> How to complete this task
Go through the data below line by line and count those containing the word "every". Reply with the count only.

[Stored records]
········
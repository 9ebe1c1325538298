use crate::machine::{self, ExecOutput, Machine};
use crate::{SerializationFormat, Testbed};
use color_eyre::eyre::WrapErr;
use color_eyre::Report;
use serde::{Deserialize, Serialize};
use std::path::{Path, PathBuf};

/// Ad-hoc commands over a fixed set of target machines, used to deploy and
/// inspect an ec2 testbed between batches.
#[derive(Debug, Clone, Serialize, Deserialize)]
#[serde(default)]
pub struct CmdConfig {
    pub targets: Vec<String>,
    pub ssh_username: String,
    pub key_file: Option<PathBuf>,
    // default source and destination of `sync`
    pub src: String,
    pub dst: String,
    // default command of `cmd`
    pub command: String,
    pub make_command: String,
}

impl Default for CmdConfig {
    fn default() -> Self {
        Self {
            targets: Vec::new(),
            ssh_username: String::from("ubuntu"),
            key_file: None,
            src: String::from("kawkab/src"),
            dst: String::from("/home/ubuntu/kawkab/"),
            command: String::from("grep Exc /tmp/kawkab/servers/*"),
            make_command: String::from("cd /home/ubuntu/kawkab; mvn compile"),
        }
    }
}

impl CmdConfig {
    pub fn load(path: impl AsRef<Path>) -> Result<Self, Report> {
        let path = path.as_ref();
        crate::deserialize(path, SerializationFormat::Json)
            .wrap_err_with(|| format!("load cmd config {}", path.display()))
    }
}

pub struct Targets {
    config: CmdConfig,
    machines: Vec<Machine>,
}

impl Targets {
    pub fn new(config: CmdConfig) -> Self {
        let machines = config
            .targets
            .iter()
            .map(|host| {
                Machine::new(
                    Testbed::Ec2,
                    host,
                    &config.ssh_username,
                    config.key_file.clone(),
                )
            })
            .collect();
        Self { config, machines }
    }

    pub fn machines(&self) -> &[Machine] {
        &self.machines
    }

    /// Uploads the configured source to the configured destination.
    pub async fn sync(&self) -> Result<Vec<ExecOutput>, Report> {
        self.rsync(&self.config.src, &self.config.dst).await
    }

    pub async fn make(&self) -> Result<Vec<ExecOutput>, Report> {
        tracing::info!("running make command");
        self.run(&self.config.make_command).await
    }

    /// Runs `command` on every target, or the configured one if not set.
    pub async fn cmd(
        &self,
        command: Option<&str>,
    ) -> Result<Vec<ExecOutput>, Report> {
        let command = command.unwrap_or(&self.config.command);
        self.run(command).await
    }

    /// Keeps a session open on every target.
    pub async fn sleep(&self) -> Result<Vec<ExecOutput>, Report> {
        tracing::info!("sleeping");
        self.run("sleep 100d").await
    }

    pub async fn rsync(
        &self,
        src: &str,
        dst: &str,
    ) -> Result<Vec<ExecOutput>, Report> {
        tracing::info!("copying {} to {}", src, dst);
        let outputs = machine::copy_to_all(&self.machines, src, dst).await?;
        Ok(outputs.into_iter().map(|(_, output)| output).collect())
    }

    /// Downloads `src` from every target into `dst`.
    pub async fn download(
        &self,
        src: &str,
        dst: &str,
    ) -> Result<Vec<ExecOutput>, Report> {
        tracing::info!("downloading {} to {}", src, dst);
        let mut outputs = Vec::with_capacity(self.machines.len());
        for result in machine::copy_from_all(&self.machines, src, dst).await
        {
            outputs.push(result?);
        }
        Ok(outputs)
    }

    async fn run(&self, command: &str) -> Result<Vec<ExecOutput>, Report> {
        let outputs =
            machine::exec_parallel(&self.machines, command, false).await?;
        Ok(outputs.into_iter().map(|(_, output)| output).collect())
    }
}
········
> Task answer
3